Saved data entries:
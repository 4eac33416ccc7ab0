use crate::errors::{FileOperation, IoError};
use crate::inline::parse_inline;
use crate::structure::Directory;
use crate::tree::{parse_tree, ParseOptions};
use miette::Diagnostic;
use std::{
    fs,
    path::{Path, PathBuf},
};
use thiserror::Error;

#[derive(Debug, Error, Diagnostic)]
pub enum LoadError {
    #[error("I/O error within loader domain")]
    #[diagnostic(code(dircraft::loader::io))]
    Io(#[from] IoError),

    #[error("unable to parse yaml file at '{path}'")]
    #[diagnostic(
        code(dircraft::loader::parse_yaml),
        help("Directories must be mappings and files must be strings")
    )]
    ParseYaml {
        path: PathBuf,
        #[source]
        source: serde_yaml_ng::Error,
    },
}

fn from_yaml_file(path: &Path) -> Result<Directory, LoadError> {
    let content = fs::read_to_string(path)
        .map_err(|error| IoError::new(FileOperation::Read, path.to_path_buf(), error))?;

    serde_yaml_ng::from_str(&content).map_err(|error| LoadError::ParseYaml {
        path: path.to_path_buf(),
        source: error,
    })
}

fn from_tree_file(path: &Path, options: &ParseOptions) -> Result<Directory, LoadError> {
    let content = fs::read_to_string(path)
        .map_err(|error| IoError::new(FileOperation::Read, path.to_path_buf(), error))?;

    Ok(parse_tree(&content, options))
}

/// Routes an input source to the right parser.
///
/// An existing file with a `.yaml`/`.yml` extension is deserialized as yaml;
/// any other existing file (`.txt` or otherwise) is read as tree-text; a
/// string that names no existing file is parsed as the inline grammar. The
/// existence and extension check is this module's only filesystem probing.
pub fn load_structure(input: &str, options: &ParseOptions) -> Result<Directory, LoadError> {
    let path = Path::new(input);

    if path.exists() {
        match path.extension().and_then(|ext| ext.to_str()) {
            Some("yaml" | "yml") => {
                log::debug!("loading '{}' as yaml", input);
                from_yaml_file(path)
            }
            // .txt, and the fallback for any other existing file
            _ => {
                log::debug!("loading '{}' as tree-text", input);
                from_tree_file(path, options)
            }
        }
    } else {
        log::debug!("no file named '{}', parsing it as an inline structure string", input);
        Ok(parse_inline(input))
    }
}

§ WHAT THE TASK ASKS: Your answer must be a single number: the count of lines above that contain the string "existing".

§ TASK OUTPUT: 4